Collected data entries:
╔══

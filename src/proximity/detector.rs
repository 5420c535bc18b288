//! Nearest-hit ray queries against registered colliding volumes.
//!
//! The detector only reports. What a hit means (block motion, fire a
//! trigger) is the caller's decision, made outside the frame loop's critical
//! path.

use glam::Vec3;

use super::ray::RayProbe;
use super::volume::{Aabb, CollidingVolume, VolumeId};
use crate::camera::CameraPose;
use crate::error::NavError;

/// Nearest intersection found by a proximity check.
#[derive(Debug, Clone, Copy, PartialEq)]
pub struct ProximityHit {
    /// Identity of the intersected volume.
    pub volume: VolumeId,
    /// Distance along the ray to the entry point.
    pub distance: f32,
    /// World-space entry point.
    pub point: Vec3,
}

/// Nearest volume hit by `probe`, if any, within `max_distance`.
///
/// Equal distances resolve to the earliest volume in `volumes`.
#[must_use]
pub fn nearest_hit(
    probe: &RayProbe,
    volumes: &[CollidingVolume],
    max_distance: Option<f32>,
) -> Option<ProximityHit> {
    let limit = max_distance.unwrap_or(f32::INFINITY);
    let mut best: Option<ProximityHit> = None;
    for volume in volumes {
        let Some(distance) = probe.intersect_aabb(&volume.bounds) else {
            continue;
        };
        if distance > limit {
            continue;
        }
        // Strict comparison keeps the first-registered volume on ties.
        if best.is_none_or(|b| distance < b.distance) {
            best = Some(ProximityHit {
                volume: volume.id,
                distance,
                point: probe.at(distance),
            });
        }
    }
    best
}

/// Stateless ray tester over a static list of volumes.
#[derive(Debug, Clone, Default)]
pub struct ProximityDetector {
    volumes: Vec<CollidingVolume>,
}

impl ProximityDetector {
    /// Create a detector with no volumes.
    #[must_use]
    pub fn new() -> Self {
        Self::default()
    }

    /// Register an unnamed volume; ids follow registration order.
    pub fn register(&mut self, bounds: Aabb) -> VolumeId {
        self.push(None, bounds)
    }

    /// Register a named volume.
    pub fn register_labeled(
        &mut self,
        label: impl Into<String>,
        bounds: Aabb,
    ) -> VolumeId {
        self.push(Some(label.into()), bounds)
    }

    fn push(&mut self, label: Option<String>, bounds: Aabb) -> VolumeId {
        let id = VolumeId(self.volumes.len() as u32);
        log::debug!(
            "registered volume {id:?} ({}) centred at {:?}",
            label.as_deref().unwrap_or("unnamed"),
            bounds.center()
        );
        self.volumes.push(CollidingVolume { id, label, bounds });
        id
    }

    /// Registered volumes in registration order.
    #[must_use]
    pub fn volumes(&self) -> &[CollidingVolume] {
        &self.volumes
    }

    /// Look up a volume by id.
    #[must_use]
    pub fn volume(&self, id: VolumeId) -> Option<&CollidingVolume> {
        self.volumes.get(id.0 as usize)
    }

    /// Nearest volume hit by the ray from `origin` along `direction`.
    ///
    /// # Errors
    ///
    /// [`NavError::MalformedRayDirection`] if `direction` is not a unit
    /// vector. The check is skipped; callers should treat this as no hit.
    pub fn check(
        &self,
        origin: Vec3,
        direction: Vec3,
    ) -> Result<Option<ProximityHit>, NavError> {
        self.check_within(origin, direction, None)
    }

    /// Like [`check`](Self::check), ignoring hits beyond `max_distance`.
    ///
    /// # Errors
    ///
    /// See [`check`](Self::check), plus [`NavError::InvalidMaxDistance`]
    /// for a negative or NaN cap.
    pub fn check_within(
        &self,
        origin: Vec3,
        direction: Vec3,
        max_distance: Option<f32>,
    ) -> Result<Option<ProximityHit>, NavError> {
        self.check_ray(RayProbe::new(origin, direction), max_distance)
    }

    /// Probe along a camera pose's view direction.
    ///
    /// # Errors
    ///
    /// See [`check_within`](Self::check_within).
    pub fn check_pose(
        &self,
        pose: &CameraPose,
        max_distance: Option<f32>,
    ) -> Result<Option<ProximityHit>, NavError> {
        self.check_ray(RayProbe::from_pose(pose), max_distance)
    }

    fn check_ray(
        &self,
        probe: Result<RayProbe, NavError>,
        max_distance: Option<f32>,
    ) -> Result<Option<ProximityHit>, NavError> {
        let probe = probe
            .and_then(|probe| {
                validate_max_distance(max_distance)?;
                Ok(probe)
            })
            .inspect_err(|e| log::warn!("proximity check skipped: {e}"))?;
        Ok(nearest_hit(&probe, &self.volumes, max_distance))
    }
}

/// Reject a ray length cap that cannot bound a distance.
///
/// # Errors
///
/// [`NavError::InvalidMaxDistance`] for a negative or NaN cap. Infinity is
/// the same as no cap.
pub fn validate_max_distance(max_distance: Option<f32>) -> Result<(), NavError> {
    match max_distance {
        Some(limit) if limit.is_nan() || limit < 0.0 => {
            Err(NavError::InvalidMaxDistance(limit))
        }
        _ => Ok(()),
    }
}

╚══

- _Task goal_
Lines from the top of the data above through the line with "use super::ray::RayProbe;", both ends included: copy them exactly, nothing more.

- _Solved exercise_
filename src/proximity/detector.rs
repository 5420c535bc18b288
//! Nearest-hit ray queries against registered colliding volumes.
//!
//! The detector only reports. What a hit means (block motion, fire a
//! trigger) is the caller's decision, made outside the frame loop's critical
//! path.

use glam::Vec3;

use super::ray::RayProbe;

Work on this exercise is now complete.